Les revendications africaines devront figurer dans les futures règles de l’Intelligence artificielle, dont l’utilisation ne doit pas exacerber les inégalités numériques. Exprimons-les, à quelques mois du premier sommet sur la réglementation mondiale de l’IA.
Au cours des derniers mois, il est devenu impossible de consulter un site d’information sans y trouver des articles sur l’Intelligence artificielle (IA). Selon ces articles, cette technologie atteint un point de basculement et est sur le point de révolutionner et de changer à jamais la façon dont nous vivons.
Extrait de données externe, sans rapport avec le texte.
//! Listing and object commands.

use std::collections::HashMap;
use std::path::PathBuf;

use chrono::{DateTime, Utc};
use clap::Args;
use serde::Serialize;
use tabled::Tabled;

use mantagw_core::error::{AppError, ErrorKind};
use mantagw_core::traits::gateway::{BucketOperations, ObjectOperations};
use mantagw_gateway::StorageGateway;

use crate::output::{self, OutputFormat};

/// Arguments for `ls`
#[derive(Debug, Args)]
pub struct ListArgs {
    /// Bucket to list; lists buckets when omitted
    pub bucket: Option<String>,
    /// Directory prefix inside the bucket
    #[arg(short, long, default_value = "")]
    pub prefix: String,
}

/// Arguments for `stat`
#[derive(Debug, Args)]
pub struct StatArgs {
    /// Bucket name
    pub bucket: String,
    /// Object name; shows bucket info when omitted
    pub object: Option<String>,
}

/// Arguments for `put`
#[derive(Debug, Args)]
pub struct PutArgs {
    /// Bucket name
    pub bucket: String,
    /// Object name
    pub object: String,
    /// Local file to upload
    pub file: PathBuf,
    /// Content type stored with the object
    #[arg(long)]
    pub content_type: Option<String>,
}

/// Arguments for `get`
#[derive(Debug, Args)]
pub struct GetArgs {
    /// Bucket name
    pub bucket: String,
    /// Object name
    pub object: String,
    /// Start offset of the requested range
    #[arg(long, default_value_t = 0)]
    pub offset: i64,
    /// Length of the requested range (-1 for the whole object)
    #[arg(long, default_value_t = -1, allow_hyphen_values = true)]
    pub length: i64,
    /// Destination file; writes to stdout when omitted
    #[arg(short, long)]
    pub output: Option<PathBuf>,
}

/// Arguments for `cp`
#[derive(Debug, Args)]
pub struct CopyArgs {
    pub src_bucket: String,
    pub src_object: String,
    pub dst_bucket: String,
    pub dst_object: String,
}

/// Arguments for `rm`
#[derive(Debug, Args)]
pub struct RemoveArgs {
    /// Bucket name
    pub bucket: String,
    /// Object name
    pub object: String,
}

/// Bucket display row
#[derive(Debug, Serialize, Tabled)]
struct BucketRow {
    name: String,
    created: String,
}

/// Listing display row
#[derive(Debug, Serialize, Tabled)]
struct EntryRow {
    kind: String,
    name: String,
    size: String,
    content_type: String,
    modified: String,
}

pub async fn list(
    gateway: &StorageGateway,
    args: &ListArgs,
    format: OutputFormat,
) -> Result<(), AppError> {
    let Some(bucket) = &args.bucket else {
        let buckets = gateway.list_buckets().await?;
        let rows: Vec<BucketRow> = buckets
            .iter()
            .map(|b| BucketRow {
                name: b.name.clone(),
                created: format_time(b.created),
            })
            .collect();
        output::print_list(&rows, &buckets, format);
        return Ok(());
    };

    let listing = gateway
        .list_objects(bucket, &args.prefix, "", "/", 0)
        .await?;

    let prefixes = listing.prefixes.iter().map(|p| EntryRow {
        kind: "prefix".to_string(),
        name: p.clone(),
        size: "-".to_string(),
        content_type: String::new(),
        modified: String::new(),
    });
    let objects = listing.objects.iter().map(|o| EntryRow {
        kind: "object".to_string(),
        name: o.name.clone(),
        size: output::format_bytes(o.size),
        content_type: o.content_type.clone(),
        modified: format_time(o.mod_time),
    });
    let rows: Vec<EntryRow> = prefixes.chain(objects).collect();

    output::print_list(&rows, &listing, format);
    Ok(())
}

pub async fn stat(
    gateway: &StorageGateway,
    args: &StatArgs,
    format: OutputFormat,
) -> Result<(), AppError> {
    let Some(object) = &args.object else {
        let info = gateway.get_bucket_info(&args.bucket).await?;
        match format {
            OutputFormat::Json => output::print_json(&info),
            OutputFormat::Table => {
                output::print_kv("Bucket", &info.name);
                output::print_kv("Created", &format_time(info.created));
            }
        }
        return Ok(());
    };

    let info = gateway.get_object_info(&args.bucket, object).await?;
    match format {
        OutputFormat::Json => output::print_json(&info),
        OutputFormat::Table => {
            output::print_kv("Bucket", &info.bucket);
            output::print_kv("Object", &info.name);
            output::print_kv("Size", &output::format_bytes(info.size));
            output::print_kv("Content-Type", &info.content_type);
            output::print_kv("Modified", &format_time(info.mod_time));
        }
    }
    Ok(())
}

pub async fn put(gateway: &StorageGateway, args: &PutArgs) -> Result<(), AppError> {
    let mut file = tokio::fs::File::open(&args.file).await.map_err(|e| {
        AppError::with_source(
            ErrorKind::Validation,
            format!("Cannot open '{}'", args.file.display()),
            e,
        )
    })?;
    let size = file.metadata().await?.len();

    let mut metadata = HashMap::new();
    if let Some(content_type) = &args.content_type {
        metadata.insert("content-type".to_string(), content_type.clone());
    }

    let size = i64::try_from(size)
        .map_err(|_| AppError::validation(format!("'{}' is too large", args.file.display())))?;
    gateway
        .put_object(&args.bucket, &args.object, size, &mut file, &metadata, "")
        .await?;

    output::print_success(&format!(
        "Uploaded '{}' to {}/{} ({})",
        args.file.display(),
        args.bucket,
        args.object,
        output::format_bytes(size as u64)
    ));
    Ok(())
}

pub async fn get(gateway: &StorageGateway, args: &GetArgs) -> Result<(), AppError> {
    match &args.output {
        Some(path) => {
            let mut file = tokio::fs::File::create(path).await?;
            gateway
                .get_object(&args.bucket, &args.object, args.offset, args.length, &mut file)
                .await?;
            output::print_success(&format!(
                "Downloaded {}/{} to '{}'",
                args.bucket,
                args.object,
                path.display()
            ));
        }
        None => {
            let mut stdout = tokio::io::stdout();
            gateway
                .get_object(&args.bucket, &args.object, args.offset, args.length, &mut stdout)
                .await?;
        }
    }
    Ok(())
}

pub async fn copy(gateway: &StorageGateway, args: &CopyArgs) -> Result<(), AppError> {
    gateway
        .copy_object(
            &args.src_bucket,
            &args.src_object,
            &args.dst_bucket,
            &args.dst_object,
            &HashMap::new(),
        )
        .await?;
    output::print_success(&format!(
        "Copy {}/{} -> {}/{} accepted",
        args.src_bucket, args.src_object, args.dst_bucket, args.dst_object
    ));
    Ok(())
}

pub async fn remove(gateway: &StorageGateway, args: &RemoveArgs) -> Result<(), AppError> {
    gateway.delete_object(&args.bucket, &args.object).await?;
    output::print_success(&format!("Removed {}/{}", args.bucket, args.object));
    Ok(())
}

fn format_time(time: Option<DateTime<Utc>>) -> String {
    time.map(|t| t.format("%Y-%m-%d %H:%M:%S").to_string())
        .unwrap_or_default()
}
Les Africains peuvent déjà voir l’IA dans de nombreux aspects du fonctionnement des entreprises et des ONG, qu’il s’agisse d’interagir avec des chatbots lors de la réservation de vols, d’aider aux prévisions d’expédition ou d’utiliser le ChatGPT dans nos études. Mais la prochaine génération de programmes d’IA devrait être existentiellement différente ; avec des impacts similaires à « avant et après l’Internet » ou même « avant et après l’utilisation du moteur à combustion interne ».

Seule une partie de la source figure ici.